Ризайлус был готов к такому разговору, ибо через это обязательно проходил всякий маг, любой, кто только осознал, что он отличен от большинства смертных. Никто не избежал искушения властью, тщеславия, но всем, или почти всем, удавалось побороть его.

Те чародеи, действительно величайшие, тоже однажды задумались, почему власть принадлежит не им, а простым смертным, - продолжил Ризайлус. - Они были сильны, очень сильны, и сочли себя достойными править миром или, хотя бы, только той его частью, что принадлежала людям, к тому времени, в прочем, завоевавшим почти все изведанные земли. Им наскучило чистое искусство, захотелось обрести благодаря ему нечто осязаемое, материальное.

  - Вы говорите о Восстании Четырех, учитель? - понимающе уточнил Кратус. Под руководством своего наставника он изучал не только основы магии, но и историю мира, так что сейчас уже был способен заткнуть за пояс любого книгочей из тех, что подвизались при короле. Правда, юноша не выказывал свои знания, принимая их, как нечто само собой разумеющееся.
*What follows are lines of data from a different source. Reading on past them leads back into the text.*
//! Table definitions and row mapping for the catalog store.

use chrono::{DateTime, Utc};
use rusqlite::types::Type;
use rusqlite::{Connection, OptionalExtension, Row};

use crate::mapper::{FieldRow, IdSequence, RecordRow, SubfieldRow};
use crate::summary::Summary;
use crate::validation::ValidationError;

const CREATE_TABLES: &str = "
CREATE TABLE IF NOT EXISTS Records (
    id             INTEGER PRIMARY KEY AUTOINCREMENT,
    date_added     TEXT NOT NULL,
    date_changed   TEXT,
    author         TEXT,
    title          TEXT,
    barcode        TEXT,
    classification TEXT,
    main_entry     TEXT,
    leader         TEXT
);
CREATE TABLE IF NOT EXISTS Fields (
    id           INTEGER PRIMARY KEY AUTOINCREMENT,
    record_id    INTEGER NOT NULL REFERENCES Records(id) ON DELETE CASCADE,
    tag          TEXT NOT NULL,
    indicator1   TEXT,
    indicator2   TEXT,
    control_data TEXT
);
CREATE TABLE IF NOT EXISTS Subfields (
    id       INTEGER PRIMARY KEY AUTOINCREMENT,
    field_id INTEGER NOT NULL REFERENCES Fields(id) ON DELETE CASCADE,
    code     TEXT NOT NULL,
    data     TEXT NOT NULL
);
CREATE INDEX IF NOT EXISTS idx_fields_record_id ON Fields(record_id);
CREATE INDEX IF NOT EXISTS idx_subfields_field_id ON Subfields(field_id);
";

const DROP_TABLES: &str = "
DROP TABLE IF EXISTS Subfields;
DROP TABLE IF EXISTS Fields;
DROP TABLE IF EXISTS Records;
";

pub(super) const RECORD_COLUMNS: &str =
    "id, date_added, date_changed, author, title, barcode, classification, main_entry, leader";
pub(super) const FIELD_COLUMNS: &str =
    "id, record_id, tag, indicator1, indicator2, control_data";
pub(super) const SUBFIELD_COLUMNS: &str = "id, field_id, code, data";

/// Create the three tables and their owner indexes if they are missing.
pub(super) fn create(conn: &Connection) -> rusqlite::Result<()> {
    conn.execute_batch(CREATE_TABLES)
}

/// Drop and recreate every table, which also restarts the id sequences.
pub(super) fn recreate(conn: &Connection) -> rusqlite::Result<()> {
    conn.execute_batch(DROP_TABLES)?;
    create(conn)
}

/// The id sequence continuing after the largest id each table ever issued.
pub(super) fn id_sequence(conn: &Connection) -> rusqlite::Result<IdSequence> {
    let last = |table: &str| -> rusqlite::Result<i64> {
        let seq: Option<i64> = conn
            .query_row(
                "SELECT seq FROM sqlite_sequence WHERE name = ?1",
                [table],
                |row| row.get(0),
            )
            .optional()?;
        Ok(seq.unwrap_or(0))
    };
    Ok(IdSequence::starting_after(
        last("Records")?,
        last("Fields")?,
        last("Subfields")?,
    ))
}

pub(super) fn record_row(row: &Row<'_>) -> rusqlite::Result<RecordRow> {
    Ok(RecordRow {
        id: row.get(0)?,
        date_added: row.get::<_, DateTime<Utc>>(1)?,
        date_changed: row.get(2)?,
        summary: Summary {
            author: row.get(3)?,
            title: row.get(4)?,
            barcode: row.get(5)?,
            classification: row.get(6)?,
            main_entry: row.get(7)?,
        },
        leader: row.get(8)?,
    })
}

pub(super) fn field_row(row: &Row<'_>) -> rusqlite::Result<FieldRow> {
    let indicator1: Option<String> = row.get(3)?;
    let indicator2: Option<String> = row.get(4)?;
    Ok(FieldRow {
        id: row.get(0)?,
        record_id: row.get(1)?,
        tag: row.get(2)?,
        indicator1: indicator1.and_then(|text| text.chars().next()),
        indicator2: indicator2.and_then(|text| text.chars().next()),
        control_data: row.get(5)?,
    })
}

pub(super) fn subfield_row(row: &Row<'_>) -> rusqlite::Result<SubfieldRow> {
    let code: String = row.get(2)?;
    let mut chars = code.chars();
    let (Some(ch), None) = (chars.next(), chars.next()) else {
        return Err(rusqlite::Error::FromSqlConversionFailure(
            2,
            Type::Text,
            Box::new(ValidationError::InvalidSubfieldCode(code)),
        ));
    };
    Ok(SubfieldRow {
        id: row.get(0)?,
        field_id: row.get(1)?,
        code: ch,
        data: row.get(3)?,
    })
}

/// Insert a record row with its explicit id.
pub(super) fn insert_record(conn: &Connection, row: &RecordRow) -> rusqlite::Result<()> {
    let mut stmt = conn.prepare_cached(
        "INSERT INTO Records (id, date_added, date_changed, author, title, barcode, classification, main_entry, leader)
         VALUES (?1, ?2, ?3, ?4, ?5, ?6, ?7, ?8, ?9)",
    )?;
    stmt.execute(rusqlite::params![
        row.id,
        row.date_added,
        row.date_changed,
        row.summary.author,
        row.summary.title,
        row.summary.barcode,
        row.summary.classification,
        row.summary.main_entry,
        row.leader,
    ])?;
    Ok(())
}

/// Insert a field row with its explicit id.
pub(super) fn insert_field(conn: &Connection, row: &FieldRow) -> rusqlite::Result<()> {
    let mut stmt = conn.prepare_cached(
        "INSERT INTO Fields (id, record_id, tag, indicator1, indicator2, control_data)
         VALUES (?1, ?2, ?3, ?4, ?5, ?6)",
    )?;
    stmt.execute(rusqlite::params![
        row.id,
        row.record_id,
        row.tag,
        row.indicator1.map(String::from),
        row.indicator2.map(String::from),
        row.control_data,
    ])?;
    Ok(())
}

/// Insert a subfield row with its explicit id.
pub(super) fn insert_subfield(conn: &Connection, row: &SubfieldRow) -> rusqlite::Result<()> {
    let mut stmt = conn.prepare_cached(
        "INSERT INTO Subfields (id, field_id, code, data) VALUES (?1, ?2, ?3, ?4)",
    )?;
    stmt.execute(rusqlite::params![
        row.id,
        row.field_id,
        String::from(row.code),
        row.data,
    ])?;
    Ok(())
}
  - Да, именно об этом мятеже, - согласно кивнул чародей. - Тогда сильнейшие чародеи великой державы разделились, и вспыхнула война. Империя устояла в тот раз, пусть и ценой немалых потерь, но вот Искусство, то, чему ты, я, еще многие посвятили всю свою жизнь, оно утратило очень многое. В кровавой бойне, прокатившейся едва ли не по всему континенту, уцелело не так уж много чародеев, и те, кто выжил, были не самым искушенными, не самыми умелыми. Конечно, с той поры удалось восстановить многое, но еще больше знаний отныне утрачены навсегда. Но именно после этой войны, не знавшей равных, оставшиеся в живых маги приняли добровольный обет никогда более не посягать на власть. Наш путь - это путь познания, мой мальчик. Мы открываем тайны мироздания, и не должны отвлекаться на всякую суету. Всякий, кто желает стать магом, должен принять это, иначе ему не следует даже пытаться постигнуть Искусство.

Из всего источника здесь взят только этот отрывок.